Entah kenapa, Ronny langsung berubah kesal.

"Aah ... padahal aku sudah dapat merasakannya!"

"Itu tidak perlu dipikirkan lagi. Yang penting sekarang kau sudah selamat, bongsor!" cibir Bekti.

"Yah, kau merepotkan sekali ...," sambung Bethlehem.

"Jangan menyalahkan aku terus, sialan!" protes Ronny.

"Sudahlah, Ronny. Tengah hari kita akan kembali ke desa." Aku menengahi.

Pada akhirnya, pengalaman yang mengesankan ini berakhir begitu cepat, segera setelah kami semua harus undur diri dari Desa Nelayan.

"Ah, dia memang benar-benar luar biasa, Rendra." Ronny terus saja berkomentar tentang Roh Badai. Itu sedikit membuatku risih. Hebat sekali dia berkencan dengan salah satu 'hal yang dipuja' banyak orang. Pasti dia akan membual di media sosial habis ini.

"Hei, semuanya, ayo kita kembali ke desa!" Yamada-san meneriaki kami.

"Baik Yamada-san!"

Dan ... yang paling menarik selalu hal di akhir.
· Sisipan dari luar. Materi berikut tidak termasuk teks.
//! Makes two paths interpolable.
//!
//! For every subpath index the side with more commands is reoriented (reversed
//! and, when closed, rotated) to best match the other side, both sides get new
//! points where the alignment left gaps, and a final pass unifies the command
//! kinds pair by pair.

use std::collections::BTreeMap;

use svgr::{CommandKind, ConversionTable, MutationError, Path, StandardConversions, SubPath};

use crate::align::{align, AlignedSlot, Alignment};
use crate::error::Result;
use crate::options::{Cancellation, FixOptions, Uncancellable};

/// A pair of commands left with different kinds because neither converts
/// into the other.
#[derive(Debug, Clone, Copy, PartialEq, Eq)]
pub struct Mismatch {
    pub subpath: usize,
    pub command: usize,
    pub from_kind: CommandKind,
    pub to_kind: CommandKind,
}

#[derive(Debug, Clone, PartialEq)]
pub struct FixOutcome {
    pub from: Path,
    pub to: Path,
    pub residual: Vec<Mismatch>,
}

impl FixOutcome {
    /// True when the two paths can be interpolated command by command.
    pub fn is_compatible(&self) -> bool {
	self.residual.is_empty() && self.from.is_compatible_with(&self.to)
    }
}

/// Orientation of one candidate: optionally reversed, then rotated.
#[derive(Debug, Clone, Copy, PartialEq, Eq)]
struct Orientation {
    reversed: bool,
    shift: usize,
}

impl Orientation {
    const IDENTITY: Orientation = Orientation { reversed: false, shift: 0 };

    fn apply(&self, path: &Path, index: usize) -> Result<Path> {
	if *self == Orientation::IDENTITY {
	    return Ok(path.clone());
	}

	let mut mutator = path.mutate();
	if self.reversed {
	    mutator = mutator.reverse(index);
	}
	if self.shift > 0 {
	    mutator = mutator.shift(index, self.shift);
	}
	Ok(mutator.build()?)
    }
}

#[derive(Debug, Clone)]
pub struct Fixer<T = StandardConversions, C = Uncancellable> {
    options: FixOptions,
    table: T,
    cancellation: C,
}

impl Fixer {
    pub fn new(options: FixOptions) -> Self {
	Fixer {
	    options,
	    table: StandardConversions,
	    cancellation: Uncancellable,
	}
    }
}

impl Default for Fixer {
    fn default() -> Self {
	Fixer::new(FixOptions::default())
    }
}

impl<T: ConversionTable, C: Cancellation> Fixer<T, C> {
    pub fn with_table<U: ConversionTable>(self, table: U) -> Fixer<U, C> {
	Fixer {
	    options: self.options,
	    table,
	    cancellation: self.cancellation,
	}
    }

    pub fn with_cancellation<D: Cancellation>(self, cancellation: D) -> Fixer<T, D> {
	Fixer {
	    options: self.options,
	    table: self.table,
	    cancellation,
	}
    }

    pub fn options(&self) -> &FixOptions {
	&self.options
    }

    /// Fixes every subpath index both paths share, threading the updated
    /// paths from one index to the next.
    ///
    /// A pair that only became compatible during this call gets one more
    /// seam search, so fixing the outcome again leaves it as it is.
    pub fn auto_fix(&self, from: &Path, to: &Path) -> Result<FixOutcome> {
	self.options.validate()?;

	let shared = from.subpaths().len().min(to.subpaths().len());
	let mut from = from.clone();
	let mut to = to.clone();
	let mut residual = Vec::new();

	for index in 0..shared {
	    let was_compatible = same_kinds(&from, &to, index)?;
	    let mut outcome = self.fix_pair(&from, &to, index)?;

	    if !was_compatible && outcome.residual.is_empty() && same_kinds(&outcome.from, &outcome.to, index)? {
		tracing::trace!(index, "settling the seam of a newly compatible pair");
		outcome = self.fix_pair(&outcome.from, &outcome.to, index)?;
	    }

	    from = outcome.from;
	    to = outcome.to;
	    residual.extend(outcome.residual);
	}

	if !residual.is_empty() {
	    tracing::debug!(count = residual.len(), "unconvertible command pairs left");
	}
	Ok(FixOutcome { from, to, residual })
    }

    /// One pass over subpath `index` with the side holding more commands in
    /// the from role.
    fn fix_pair(&self, from: &Path, to: &Path, index: usize) -> Result<FixOutcome> {
	let swapped = subpath(to, index)?.len() > subpath(from, index)?.len();
	let (larger, smaller) = if swapped { (to, from) } else { (from, to) };

	let (larger, smaller) = self.auto_fix_subpath(larger, smaller, index)?;
	let outcome = self.auto_convert(&larger, &smaller, index)?;

	if !swapped {
	    return Ok(outcome);
	}
	Ok(FixOutcome {
	    from: outcome.to,
	    to: outcome.from,
	    residual: outcome
		.residual
		.into_iter()
		.map(|m| Mismatch {
		    from_kind: m.to_kind,
		    to_kind: m.from_kind,
		    ..m
		})
		.collect(),
	})
    }

    /// Reorients subpath `index` of `from` to best match the same subpath of
    /// `to` and inserts points into both until their alignments have no gaps.
    ///
    /// When both subpaths already have the same kind sequence only the seam
    /// moves: orientations that change the kind sequence are skipped and no
    /// points are inserted.
    pub fn auto_fix_subpath(&self, from: &Path, to: &Path, index: usize) -> Result<(Path, Path)> {
	let source = subpath(from, index)?;
	let target = subpath(to, index)?;

	if source.kinds() == target.kinds() {
	    let kinds = target.kinds();
	    let (candidate, _) = self.best_candidate(from, target, index, |c| c.kinds() == kinds)?;
	    return Ok((candidate, to.clone()));
	}

	let (candidate, alignment) = self.best_candidate(from, target, index, |_| true)?;

	let from_count = subpath(&candidate, index)?.len();
	let from_splits = streak_splits(&alignment.a, from_count);
	let to_splits = streak_splits(&alignment.b, target.len());
	tracing::debug!(index, from = ?from_splits, to = ?to_splits, "gap streaks");

	Ok((insert_points(&candidate, index, &from_splits)?, insert_points(to, index, &to_splits)?))
    }

    /// Aligns every orientation of `from` that passes `eligible` against
    /// `target` and keeps the strictly best one. The identity is always
    /// evaluated, so it wins ties.
    fn best_candidate<E>(&self, from: &Path, target: &SubPath, index: usize, eligible: E) -> Result<(Path, Alignment)>
    where E: Fn(&SubPath) -> bool
    {
	let evaluate = |candidate: &Path| -> Result<Alignment> {
	    Ok(align(
		subpath(candidate, index)?.commands(),
		target.commands(),
		self.options.gap_penalty,
		|a, b| self.options.score(&self.table, a, b),
	    ))
	};

	let orientations = self.orientations(from, index)?;
	let mut best = from.clone();
	let mut best_alignment = evaluate(&best)?;
	let mut chosen = Orientation::IDENTITY;

	for (n, orientation) in orientations.iter().enumerate().skip(1) {
	    if self.cancellation.is_cancelled() {
		tracing::debug!(index, evaluated = n, "candidate search cancelled");
		break;
	    }

	    let candidate = orientation.apply(from, index)?;
	    if !eligible(subpath(&candidate, index)?) {
		continue;
	    }
	    let alignment = evaluate(&candidate)?;
	    tracing::trace!(index, ?orientation, score = alignment.score, "candidate aligned");
	    if alignment.score > best_alignment.score {
		best = candidate;
		best_alignment = alignment;
		chosen = *orientation;
	    }
	}

	tracing::debug!(index, orientation = ?chosen, score = best_alignment.score, "chose candidate");
	Ok((best, best_alignment))
    }

    /// Identity, reversal, then for closed subpaths every rotation of the
    /// reversal. Rotations of the original follow those, so a truncated or
    /// cancelled search still covers the reversal's rotations first.
    fn orientations(&self, from: &Path, index: usize) -> Result<Vec<Orientation>> {
	let source = subpath(from, index)?;
	let mut orientations = vec![Orientation::IDENTITY, Orientation { reversed: true, shift: 0 }];

	if source.is_closed() {
	    let reversed = Orientation { reversed: true, shift: 0 }.apply(from, index)?;
	    let reversed_cycle = subpath(&reversed, index)?.cycle_len();
	    orientations.extend((1..reversed_cycle).map(|shift| Orientation { reversed: true, shift }));
	    orientations.extend((1..source.cycle_len()).map(|shift| Orientation { reversed: false, shift }));
	}

	if let Some(max) = self.options.max_candidates {
	    orientations.truncate(max.max(1));
	}
	Ok(orientations)
    }

    /// Unifies kinds pairwise on subpath `index`: the from side converts when
    /// it can, otherwise the to side, otherwise the pair is reported.
    pub fn auto_convert(&self, from: &Path, to: &Path, index: usize) -> Result<FixOutcome> {
	let a = subpath(from, index)?;
	let b = subpath(to, index)?;

	let mut from_edits = from.mutate();
	let mut to_edits = to.mutate();
	let mut residual = Vec::new();

	for (command, (ca, cb)) in a.commands().iter().zip(b.commands()).enumerate() {
	    let (ka, kb) = (ca.kind(), cb.kind());
	    if ka == kb {
		continue;
	    }

	    if self.table.can_convert(ka, kb) && ca.convert_to(kb).is_some() {
		from_edits = from_edits.convert(index, command, kb);
	    } else if self.table.can_convert(kb, ka) && cb.convert_to(ka).is_some() {
		to_edits = to_edits.convert(index, command, ka);
	    } else {
		residual.push(Mismatch {
		    subpath: index,
		    command,
		    from_kind: ka,
		    to_kind: kb,
		});
	    }
	}

	Ok(FixOutcome {
	    from: from_edits.build()?,
	    to: to_edits.build()?,
	    residual,
	})
    }
}

fn subpath(path: &Path, index: usize) -> Result<&SubPath> {
    let len = path.subpaths().len();
    Ok(path.subpath(index).ok_or(MutationError::SubPathOutOfRange { index, len })?)
}

fn same_kinds(from: &Path, to: &Path, index: usize) -> Result<bool> {
    Ok(subpath(from, index)?.kinds() == subpath(to, index)?.kinds())
}

/// Points to insert per command. A streak before index `c` splits command
/// `c`, clamped to `[1, count - 1]` since neither the move nor anything past
/// the last command can take new points.
fn streak_splits(slots: &[AlignedSlot], count: usize) -> BTreeMap<usize, usize> {
    let mut splits = BTreeMap::new();
    if count < 2 {
	return splits;
    }

    for (length, before) in Alignment::gap_streaks(slots, count) {
	*splits.entry(before.clamp(1, count - 1)).or_insert(0) += length;
    }
    splits
}

fn insert_points(path: &Path, index: usize, splits: &BTreeMap<usize, usize>) -> Result<Path> {
    if splits.is_empty() {
	return Ok(path.clone());
    }

    let mut mutator = path.mutate();
    for (&command, &count) in splits.iter().rev() {
	mutator = mutator.split_evenly(index, command, count);
    }
    Ok(mutator.build()?)
}

/// Fixes `from` against `to` with the standard conversion table.
pub fn auto_fix(from: &Path, to: &Path, options: &FixOptions) -> Result<FixOutcome> {
    Fixer::new(options.clone()).auto_fix(from, to)
}

#[cfg(test)]
mod tests {
    use super::*;
    use svgr::Point;
    use CommandKind::*;

    fn path(d: &str) -> Path {
	d.parse().unwrap()
    }

    #[test]
    fn compatible_pair_is_untouched() {
	let a = path("M 0 0 L 10 0 L 10 10 Z");
	let b = path("M 5 5 L 20 0 L 0 20 Z");
	let outcome = Fixer::default().auto_fix(&a, &b).unwrap();

	assert_eq!(outcome.from, a);
	assert_eq!(outcome.to, b);
	assert!(outcome.is_compatible());
    }

    #[test]
    fn compatible_pair_still_moves_its_seam() {
	let from = path("M 0 0 L 10 0 L 10 10 L 0 10 Z");
	let to = path("M 10 10 L 0 10 L 0 0 L 10 0 Z");
	let (fixed, target) = Fixer::default().auto_fix_subpath(&from, &to, 0).unwrap();

	assert_eq!(fixed.subpaths()[0].origin(), Point::new(10.0, 10.0));
	assert_eq!(fixed.to_string(), "M 10 10 L 0 10 L 0 0 L 10 0 Z");
	assert_eq!(target, to);
    }

    #[test]
    fn reseamed_pair_is_stable() {
	let from = path("M 0 0 L 10 0 L 10 10 L 0 10 Z");
	let to = path("M 10 10 L 0 10 L 0 0 L 10 0 Z");
	let fixer = Fixer::default();

	let once = fixer.auto_fix(&from, &to).unwrap();
	assert_eq!(once.from.to_string(), to.to_string());
	assert_eq!(fixer.auto_fix(&once.from, &once.to).unwrap(), once);
    }

    #[test]
    fn compatible_pair_gets_no_new_points() {
	// the gapped alignment scores higher here, but the kinds already agree
	let from = path("M 0 0 L 10 0 L 10 10");
	let to = path("M 0 0 L 10 10 L 20 20");
	let outcome = Fixer::default().auto_fix(&from, &to).unwrap();

	assert_eq!(outcome.from, from);
	assert_eq!(outcome.to, to);
    }

    #[test]
    fn curved_cycle_keeps_its_length_when_reseamed() {
	let from = path("M 0 0 C 0 -5 10 -5 10 0 C 10 5 0 5 0 0 Z");
	let to = path("M 10 0 C 10 5 0 5 0 0 C 0 -5 10 -5 10 0 Z");
	let outcome = Fixer::default().auto_fix(&from, &to).unwrap();

	assert_eq!(outcome.from.subpaths()[0].kinds(), vec![Move, Cubic, Cubic, Close]);
	assert_eq!(outcome.from.subpaths()[0].origin(), Point::new(10.0, 0.0));
	assert_eq!(outcome.to, to);
    }

    #[test]
    fn streaks_merge_after_clamping() {
	let slots = [
	    AlignedSlot { index: None, matched_index: Some(0) },
	    AlignedSlot { index: Some(0), matched_index: Some(1) },
	    AlignedSlot { index: None, matched_index: Some(2) },
	    AlignedSlot { index: Some(1), matched_index: Some(3) },
	    AlignedSlot { index: None, matched_index: Some(4) },
	];
	let splits = streak_splits(&slots, 2);
	assert_eq!(splits.into_iter().collect::<Vec<_>>(), vec![(1, 3)]);
    }

    #[test]
    fn reversed_candidate_wins_for_reversed_open_path() {
	let from = path("M 10 10 L 10 0 L 5 0 L 0 0");
	let to = path("M 0 0 L 10 10");
	let (fixed, _) = Fixer::default().auto_fix_subpath(&from, &to, 0).unwrap();

	assert_eq!(fixed.subpaths()[0].origin(), Point::new(0.0, 0.0));
	assert_eq!(fixed.subpaths()[0].end(), Point::new(10.0, 10.0));
    }

    #[test]
    fn rotation_finds_the_seam() {
	let from = path("M 10 0 L 10 10 Q 5 12 0 10 L 0 5 L 0 0 Z");
	let to = path("M 0 0 L 10 0 L 10 10 L 0 10 Z");
	let outcome = Fixer::default().auto_fix(&from, &to).unwrap();

	assert!(outcome.is_compatible());
	assert_eq!(outcome.from.subpaths()[0].origin(), Point::new(0.0, 0.0));
    }

    #[test]
    fn max_candidates_limits_the_search() {
	let fixer = Fixer::new(FixOptions {
	    max_candidates: Some(1),
	    ..FixOptions::default()
	});
	let from = path("M 10 0 L 10 10 L 0 10 L 0 0 Z");
	let to = path("M 0 0 L 10 0 L 10 10 L 5 12 L 0 10 Z");
	let (fixed, _) = fixer.auto_fix_subpath(&from, &to, 0).unwrap();

	assert_eq!(fixed.subpaths()[0].origin(), Point::new(10.0, 0.0));
    }

    #[test]
    fn cancelled_search_keeps_identity() {
	let fixer = Fixer::default().with_cancellation(|| true);
	let from = path("M 10 10 L 10 0 L 5 0 L 0 0");
	let to = path("M 0 0 L 10 10");
	let (fixed, _) = fixer.auto_fix_subpath(&from, &to, 0).unwrap();

	assert_eq!(fixed.subpaths()[0].origin(), Point::new(10.0, 10.0));
    }

    #[test]
    fn convert_prefers_the_from_side() {
	let a = path("M 0 0 L 10 0 Q 15 5 10 10");
	let b = path("M 0 0 Q 5 5 10 0 L 10 10");
	let outcome = Fixer::default().auto_convert(&a, &b, 0).unwrap();

	assert_eq!(outcome.from.subpaths()[0].kinds(), vec![Move, Quadratic, Quadratic]);
	assert_eq!(outcome.to.subpaths()[0].kinds(), vec![Move, Quadratic, Quadratic]);
	assert!(outcome.residual.is_empty());
    }

    #[test]
    fn custom_table_can_forbid_conversions() {
	let fixer = Fixer::default().with_table(|from: CommandKind, to: CommandKind| from == to);
	let a = path("M 0 0 L 10 0");
	let b = path("M 0 0 Q 5 5 10 0");
	let outcome = fixer.auto_convert(&a, &b, 0).unwrap();

	assert_eq!(
	    outcome.residual,
	    vec![Mismatch { subpath: 0, command: 1, from_kind: Line, to_kind: Quadratic }]
	);
    }

    #[test]
    fn out_of_range_subpath() {
	let a = path("M 0 0 L 10 0");
	assert!(Fixer::default().auto_convert(&a, &a, 2).is_err());
    }
}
"Oi, Rendra, lihat!" seru Ronny yang ada di belakangku.

"Apa?" tanyaku malas.

"Roh badai!" sahutnya.

"Kaukena ubur-ubur lagi, Ronny?"

Aku melihat sosok perempuan berusia sekitar delapan belas tahunan, dengan pakaian serba hijau muda dan abu-abu, dengan rambut panjang terurai oleh angin laut, tersenyum dan melambai ke arah kami.

"Uh ... sepertinya kita harus kembali secepatnya," ujarku memalingkan wajah dan berjalan ke depan.